Clément Layes (Francia, 1978) fundó la agrupación Public in private en Berlín en 2008, junto a Jasna L. Vinovrski, y allí coreografió Allege en 2010, contando con el bailarín y performer Vincent Weber (Besançon, 1982), al que se le conoce sobre todo porque en un tiempo estuvo muy cerca y colaborando con Boris Charmatz, primero, y Maguy Marin, después. Esta ha sido la pieza clave que han traído Layes y Weber al espacio Tese dei Soppalchi de la Bienal veneciana. Desconcertante, humorística, crítica, las lecturas se suceden y superponen en esta obra que no ha dejado de representarse desde su estreno, y es que ocho años son muchos para la durabilidad media de las creaciones en el repertorio actual. Allege ha sido vista en casi toda Europa y en América del Norte, al punto de convertirse en un símbolo de tozudez, encono y voluntad de autoafirmación. El personaje creado por Layes sobre Weber comienza transmitiendo un humor socarrón, pero deriva hacia la empatía y la ternura participativa. Casi sin darnos cuenta, entramos en aquel sofocante mundo sin justificaciones aparentes y acciones destinadas a la destrucción de cualquier orden, de cualquier enemigo. Quizás en Weber como en ningún otro actuante está tipificada esa lucha del teatro contemporáneo fronterizo, donde el actor coreográfico toma carta de naturaleza, arraigo y dominio (él también es un teórico que se ha interesado en la reconstrucción de los ballets de Nijinski, como Juegos y Sacre).

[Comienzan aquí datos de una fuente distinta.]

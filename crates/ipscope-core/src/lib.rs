//! ipscope core
//!
//! Domain types, port traits and error handling for the ipscope offline
//! caching layer. This crate has minimal dependencies and defines the
//! shared vocabulary used by the cache engine, the network adapters and
//! the command-line client.

pub mod cache;
pub mod error;
pub mod ids;
pub mod messages;
pub mod ports;
pub mod request;
pub mod snapshot;

pub use cache::{CacheEntry, ResponseSnapshot};
pub use error::{Error, Result};
pub use ids::ClientId;
pub use messages::{InboundMessage, OutboundMessage, Reply};
pub use request::{Destination, Method, Request, RequestKey};
pub use snapshot::IpSnapshot;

Esta semana final será la ocasión de ver las piezas de Gisèle Vienne, la directora y coreógrafa francesa, ya hoy globalmente reconocida como uno de los talentos más singulares de nuestro tiempo. Originalmente íbamos a ver tres obras señeras de su producción, pero el actor fetiche de Vienne, Jonathan Capdevielle (Tarbes, 1976), protagonista de I Apologize, se ha lesionado antes de viajar a la ciudad de los canales, con lo que la oferta se concreta en otros dos montajes: Jerk, en la Sala de Armas, el sábado 28 y el domingo 29, y una única función de Crowd, el día 30 en el Teatro Piccolo Arsenale. I Apologize tenía otro ingrediente de gran interés: la música creada e interpretada en directo por Peter Rehberg (Saint Albans, 1968).